#### What needs to be done
Copy every line from the records below that holds the word "application".

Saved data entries
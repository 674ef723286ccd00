use std::sync::Arc;

use scorecard_core::testing::{canned_model, sample_payload};
use scorecard_core::{
    question_bank, Assessment, DirectorySink, Evaluator, ReportArchive, ReportIndex,
};

#[tokio::main]
async fn main() -> anyhow::Result<()> {
    // A canned model stands in for the remote service.
    let model = canned_model(sample_payload(8.0, 7.0, 6.0, 9.0).to_string());
    let evaluator = Arc::new(Evaluator::builder().model(model).build()?);

    let out_dir = std::env::args().nth(1).unwrap_or_else(|| "offline-reports".to_string());
    let archive = ReportArchive::new(
        ReportIndex::in_memory(),
        Arc::new(DirectorySink::new(&out_dir)),
        question_bank(),
    );

    let assessment = Assessment::new(question_bank(), evaluator).with_archive(archive);

    let mut answers = assessment.blank_answers();
    for (i, question) in assessment.questions().iter().enumerate() {
        answers.set(i, format!("Sample answer about {}", question.category));
    }

    let outcome = assessment.submit(&answers).await?;
    println!("{}", outcome.scorecard.summary_table());
    println!("Archive: {:?} (written to {out_dir})", outcome.archive);

    Ok(())
}
//! Gemini `generateContent` backend.
//!
//! Single attempt per call. The overall deadline is enforced by the
//! evaluator, not by the HTTP client.
use std::time::Duration;

use async_trait::async_trait;
use reqwest::Client;
use serde::{Deserialize, Serialize};
use serde_json::Value;
use tracing::debug;

use crate::model::{GenerationRequest, ModelError, ScoringModel};

pub const DEFAULT_API_BASE: &str = "https://generativelanguage.googleapis.com/v1beta";
pub const DEFAULT_MODEL: &str = "gemini-2.0-flash-exp";
const CONNECT_TIMEOUT: Duration = Duration::from_secs(10);

#[derive(Debug, Serialize)]
#[serde(rename_all = "camelCase")]
struct GenerateContentRequest<'a> {
    system_instruction: Content<'a>,
    contents: Vec<Content<'a>>,
    generation_config: GenerationConfig<'a>,
}

#[derive(Debug, Serialize)]
struct Content<'a> {
    #[serde(skip_serializing_if = "Option::is_none")]
    role: Option<&'a str>,
    parts: Vec<Part<'a>>,
}

#[derive(Debug, Serialize)]
struct Part<'a> {
    text: &'a str,
}

#[derive(Debug, Serialize)]
#[serde(rename_all = "camelCase")]
struct GenerationConfig<'a> {
    response_mime_type: &'a str,
    response_schema: &'a Value,
    temperature: f32,
}

#[derive(Debug, Deserialize)]
#[serde(rename_all = "camelCase")]
struct GenerateContentResponse {
    #[serde(default)]
    candidates: Vec<Candidate>,
    #[serde(default)]
    usage_metadata: Option<UsageMetadata>,
}

#[derive(Debug, Deserialize)]
struct Candidate {
    content: Option<CandidateContent>,
}

#[derive(Debug, Deserialize)]
struct CandidateContent {
    #[serde(default)]
    parts: Vec<CandidatePart>,
}

#[derive(Debug, Deserialize)]
struct CandidatePart {
    text: Option<String>,
}

#[derive(Debug, Deserialize)]
#[serde(rename_all = "camelCase")]
struct UsageMetadata {
    #[serde(default)]
    prompt_token_count: u32,
    #[serde(default)]
    candidates_token_count: u32,
    #[serde(default)]
    total_token_count: u32,
}

#[derive(Debug, Deserialize)]
struct ApiError {
    error: ApiErrorBody,
}

#[derive(Debug, Deserialize)]
struct ApiErrorBody {
    message: String,
}

impl GenerateContentResponse {
    /// Concatenated text of the first candidate.
    fn text(&self) -> Option<String> {
        let parts = &self.candidates.first()?.content.as_ref()?.parts;
        let text: String = parts.iter().filter_map(|p| p.text.as_deref()).collect();
        if text.is_empty() {
            None
        } else {
            Some(text)
        }
    }
}

#[derive(Clone)]
pub struct GeminiModel {
    client: Client,
    api_key: String,
    api_base: String,
    model: String,
}

impl GeminiModel {
    pub fn new(api_key: impl Into<String>) -> Result<Self, ModelError> {
        Self::with_endpoint(api_key, DEFAULT_API_BASE, DEFAULT_MODEL)
    }

    pub fn with_endpoint(
        api_key: impl Into<String>,
        api_base: impl Into<String>,
        model: impl Into<String>,
    ) -> Result<Self, ModelError> {
        let client = Client::builder().connect_timeout(CONNECT_TIMEOUT).build()?;
        Ok(Self {
            client,
            api_key: api_key.into(),
            api_base: api_base.into().trim_end_matches('/').to_string(),
            model: model.into(),
        })
    }

    fn endpoint(&self) -> String {
        format!("{}/models/{}:generateContent", self.api_base, self.model)
    }
}

fn request_body(request: &GenerationRequest) -> GenerateContentRequest<'_> {
    GenerateContentRequest {
        system_instruction: Content {
            role: None,
            parts: vec![Part { text: &request.system }],
        },
        contents: vec![Content {
            role: Some("user"),
            parts: vec![Part { text: &request.prompt }],
        }],
        generation_config: GenerationConfig {
            response_mime_type: "application/json",
            response_schema: &request.schema,
            temperature: request.temperature,
        },
    }
}

#[async_trait]
impl ScoringModel for GeminiModel {
    fn name(&self) -> &str {
        &self.model
    }

    async fn generate(&self, request: &GenerationRequest) -> Result<String, ModelError> {
        let body = request_body(request);

        debug!(model = %self.model, prompt_len = request.prompt.len(), "sending generateContent request");

        let response = self
            .client
            .post(self.endpoint())
            .header("x-goog-api-key", &self.api_key)
            .json(&body)
            .send()
            .await?;

        let status = response.status();
        if !status.is_success() {
            let body = response.text().await.unwrap_or_default();
            let message = serde_json::from_str::<ApiError>(&body)
                .map(|e| e.error.message)
                .unwrap_or(body);
            return Err(ModelError::Api {
                status: status.as_u16(),
                message,
            });
        }

        let parsed: GenerateContentResponse = response.json().await?;

        if let Some(usage) = &parsed.usage_metadata {
            debug!(
                "generateContent succeeded: prompt_tokens={}, candidate_tokens={}, total_tokens={}",
                usage.prompt_token_count, usage.candidates_token_count, usage.total_token_count
            );
        }

        parsed.text().ok_or(ModelError::EmptyContent)
    }
}

#[cfg(test)]
mod tests {
    use super::*;
    use serde_json::json;

    fn request() -> GenerationRequest {
        GenerationRequest {
            system: "be an analyst".into(),
            prompt: "score this".into(),
            schema: json!({ "type": "OBJECT" }),
            temperature: 0.2,
        }
    }

    #[test]
    fn test_request_body_shape() {
        let req = request();
        let body = serde_json::to_value(request_body(&req)).unwrap();

        assert_eq!(body["systemInstruction"]["parts"][0]["text"], "be an analyst");
        assert!(body["systemInstruction"].get("role").is_none());
        assert_eq!(body["contents"][0]["role"], "user");
        assert_eq!(body["contents"][0]["parts"][0]["text"], "score this");
        assert_eq!(body["generationConfig"]["responseMimeType"], "application/json");
        assert_eq!(body["generationConfig"]["responseSchema"]["type"], "OBJECT");
        assert!((body["generationConfig"]["temperature"].as_f64().unwrap() - 0.2).abs() < 1e-6);
    }

    #[test]
    fn test_response_text_joins_parts() {
        let parsed: GenerateContentResponse = serde_json::from_value(json!({
            "candidates": [{ "content": { "parts": [{ "text": "{\"a\":" }, { "text": "1}" }] } }],
            "usageMetadata": { "promptTokenCount": 10, "candidatesTokenCount": 5, "totalTokenCount": 15 }
        }))
        .unwrap();
        assert_eq!(parsed.text().as_deref(), Some("{\"a\":1}"));
    }

    #[test]
    fn test_response_without_candidates_has_no_text() {
        let parsed: GenerateContentResponse = serde_json::from_value(json!({})).unwrap();
        assert!(parsed.text().is_none());
    }

    #[test]
    fn test_endpoint_trims_trailing_slash() {
        let model = GeminiModel::with_endpoint("key", "http://localhost:8080/v1beta/", "m").unwrap();
        assert_eq!(model.endpoint(), "http://localhost:8080/v1beta/models/m:generateContent");
        assert_eq!(model.name(), "m");
    }
}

#### Solution to the exercise
            response_mime_type: "application/json",
        assert_eq!(body["generationConfig"]["responseMimeType"], "application/json");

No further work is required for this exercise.